Key Laboratory of Breeding Biotechnology and Sustainable Aquaculture, Institute of Hydrobiology, Chinese Academy of Sciences, Wuhan, 430072, China.
School of Environmental Engineering, Wuhan Textile University, Wuhan, 430073, China.
J Environ Manage. 2024 Oct;369:122405. doi: 10.1016/j.jenvman.2024.122405. Epub 2024 Sep 4.
Phosphorus (P) pollution in aquatic environments poses significant environmental challenges, necessitating the development of effective remediation strategies, and biochar has emerged as a promising adsorbent for P removal at the cost of extensive research resources worldwide. In this study, a machine learning approach was proposed to simulate and predict the performance of biochar in removing P from water. A dataset consisting of 190 types of biochar was compiled from literature, encompassing various variables including biochar characteristics, water quality parameters, and operating conditions. Subsequently, the random forest and CatBoost algorithms were fine-tuned to establish a predictive model for P adsorption capacity. The results demonstrated that the optimized CatBoost model exhibited high prediction accuracy with an R value of 0.9573, and biochar dosage, initial P concentration in water, and C content in biochar were identified as the predominant factors. Furthermore, partial dependence analysis was employed to examine the impact of individual variables and interactions between two features, providing valuable insights for adsorbent design and operating condition optimization.
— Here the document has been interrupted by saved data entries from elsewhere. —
//! In-memory cache backend.
//!
//! The cheapest tier: a process-local map. Also the reference implementation
//! the decorator tests drive, since it needs no filesystem setup.
//!
//! # Thread Safety
//!
//! Entries live behind an `RwLock`; a poisoned data lock surfaces as
//! `CacheError::LockPoisoned`. Statistics are tracked best-effort under their
//! own lock and never fail an operation.

use std::collections::HashMap;
use std::sync::RwLock;

use async_trait::async_trait;

use strata_core::{CacheError, CacheKey, CacheResult};

use crate::traits::{CacheBackend, CacheStats};

/// In-memory byte-blob store.
#[derive(Debug, Default)]
pub struct MemoryBackend {
    entries: RwLock<HashMap<CacheKey, Vec<u8>>>,
    stats: RwLock<CacheStats>,
    read_only: bool,
}

impl MemoryBackend {
    /// Create an empty writable backend.
    pub fn new() -> Self {
        Self::default()
    }

    /// Create an empty backend that refuses puts.
    ///
    /// Useful for modelling a read-only shared tier in tests.
    pub fn read_only() -> Self {
        Self {
            read_only: true,
            ..Self::default()
        }
    }

    /// Number of entries currently stored.
    pub fn len(&self) -> usize {
        self.entries.read().map(|e| e.len()).unwrap_or(0)
    }

    /// Whether the backend holds no entries.
    pub fn is_empty(&self) -> bool {
        self.len() == 0
    }

    /// Store an entry directly, bypassing the writability flag and stats.
    ///
    /// Test seam for placing data "out-of-band", the way an older process or
    /// another machine would have populated a shared tier.
    pub fn seed(&self, key: &CacheKey, data: &[u8]) {
        if let Ok(mut entries) = self.entries.write() {
            entries.insert(key.clone(), data.to_vec());
        }
    }
}

#[async_trait]
impl CacheBackend for MemoryBackend {
    fn is_writable(&self) -> bool {
        !self.read_only
    }

    async fn probably_exists(&self, key: &CacheKey) -> bool {
        self.entries
            .read()
            .map(|entries| entries.contains_key(key))
            .unwrap_or(false)
    }

    async fn get(&self, key: &CacheKey) -> CacheResult<Vec<u8>> {
        let entries = self.entries.read().map_err(|_| CacheError::LockPoisoned)?;
        match entries.get(key) {
            Some(data) => {
                if let Ok(mut stats) = self.stats.write() {
                    stats.hits += 1;
                }
                Ok(data.clone())
            }
            None => {
                if let Ok(mut stats) = self.stats.write() {
                    stats.misses += 1;
                }
                Err(CacheError::not_found(key))
            }
        }
    }

    async fn put(&self, key: &CacheKey, data: &[u8], overwrite: bool) -> CacheResult<()> {
        if self.read_only {
            return Err(CacheError::ReadOnly);
        }
        let mut entries = self.entries.write().map_err(|_| CacheError::LockPoisoned)?;
        if !overwrite && entries.contains_key(key) {
            return Ok(());
        }
        entries.insert(key.clone(), data.to_vec());
        if let Ok(mut stats) = self.stats.write() {
            stats.puts += 1;
        }
        Ok(())
    }

    async fn remove(&self, key: &CacheKey, _transient: bool) -> CacheResult<()> {
        if self.read_only {
            return Ok(());
        }
        let mut entries = self.entries.write().map_err(|_| CacheError::LockPoisoned)?;
        if entries.remove(key).is_some() {
            if let Ok(mut stats) = self.stats.write() {
                stats.removes += 1;
            }
        }
        Ok(())
    }

    async fn stats(&self) -> CacheStats {
        let mut stats = self
            .stats
            .read()
            .map(|stats| stats.clone())
            .unwrap_or_default();
        stats.entry_count = self.len() as u64;
        stats
    }
}

#[cfg(test)]
mod tests {
    use super::*;

    fn key(raw: &str) -> CacheKey {
        CacheKey::new(raw).unwrap()
    }

    #[tokio::test]
    async fn test_put_get_round_trip() {
        let backend = MemoryBackend::new();
        let k = key("shader_42");

        assert!(backend.get(&k).await.unwrap_err().is_not_found());
        backend.put(&k, b"bytecode", true).await.unwrap();
        assert_eq!(backend.get(&k).await.unwrap(), b"bytecode");
        assert!(backend.probably_exists(&k).await);
    }

    #[tokio::test]
    async fn test_put_without_overwrite_is_idempotent() {
        let backend = MemoryBackend::new();
        let k = key("tex_7");

        backend.put(&k, b"first", false).await.unwrap();
        backend.put(&k, b"second", false).await.unwrap();
        assert_eq!(backend.get(&k).await.unwrap(), b"first");

        backend.put(&k, b"second", true).await.unwrap();
        assert_eq!(backend.get(&k).await.unwrap(), b"second");
    }

    #[tokio::test]
    async fn test_empty_value_is_a_valid_entry() {
        let backend = MemoryBackend::new();
        let k = key("empty_artifact");

        backend.put(&k, b"", true).await.unwrap();
        assert!(backend.probably_exists(&k).await);
        assert_eq!(backend.get(&k).await.unwrap(), Vec::<u8>::new());
    }

    #[tokio::test]
    async fn test_remove_absent_key_is_not_an_error() {
        let backend = MemoryBackend::new();
        let k = key("never_stored");

        backend.remove(&k, false).await.unwrap();

        backend.put(&k, b"data", true).await.unwrap();
        backend.remove(&k, true).await.unwrap();
        assert!(!backend.probably_exists(&k).await);
    }

    #[tokio::test]
    async fn test_read_only_backend_refuses_puts() {
        let backend = MemoryBackend::read_only();
        let k = key("tex_7");

        assert!(!backend.is_writable());
        assert_eq!(
            backend.put(&k, b"data", true).await,
            Err(CacheError::ReadOnly)
        );

        backend.seed(&k, b"seeded");
        assert_eq!(backend.get(&k).await.unwrap(), b"seeded");
    }

    #[tokio::test]
    async fn test_stats_track_hits_and_misses() {
        let backend = MemoryBackend::new();
        let k = key("mesh_lod0");

        let _ = backend.get(&k).await;
        backend.put(&k, b"tris", true).await.unwrap();
        backend.get(&k).await.unwrap();

        let stats = backend.stats().await;
        assert_eq!(stats.hits, 1);
        assert_eq!(stats.misses, 1);
        assert_eq!(stats.puts, 1);
        assert_eq!(stats.entry_count, 1);
    }
}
This work presented a comprehensive framework for applying a machine learning approach to address environmental issues and provided a valuable tool for advancing the design and implementation of biochar-based water treatment systems.
水体中磷(P)污染对环境构成重大挑战,需要开发有效的修复策略,而生物炭作为一种有前途的吸附剂,用于去除水中的磷,已得到广泛研究。本研究提出了一种机器学习方法,用于模拟和预测生物炭去除水中磷的性能。从文献中收集了 190 种生物炭的数据集,其中包含生物炭特性、水质参数和操作条件等各种变量。随后,对随机森林和 CatBoost 算法进行了微调,以建立用于预测磷吸附容量的模型。结果表明,优化后的 CatBoost 模型具有较高的预测精度,R 值为 0.9573,生物炭用量、水中初始磷浓度和生物炭中的 C 含量是主要因素。此外,还采用偏依赖分析来检验单个变量和两个特征之间相互作用的影响,为吸附剂设计和操作条件优化提供了有价值的见解。这项工作为应用机器学习方法解决环境问题提供了一个全面的框架,并为推进基于生物炭的水处理系统的设计和实施提供了有价值的工具。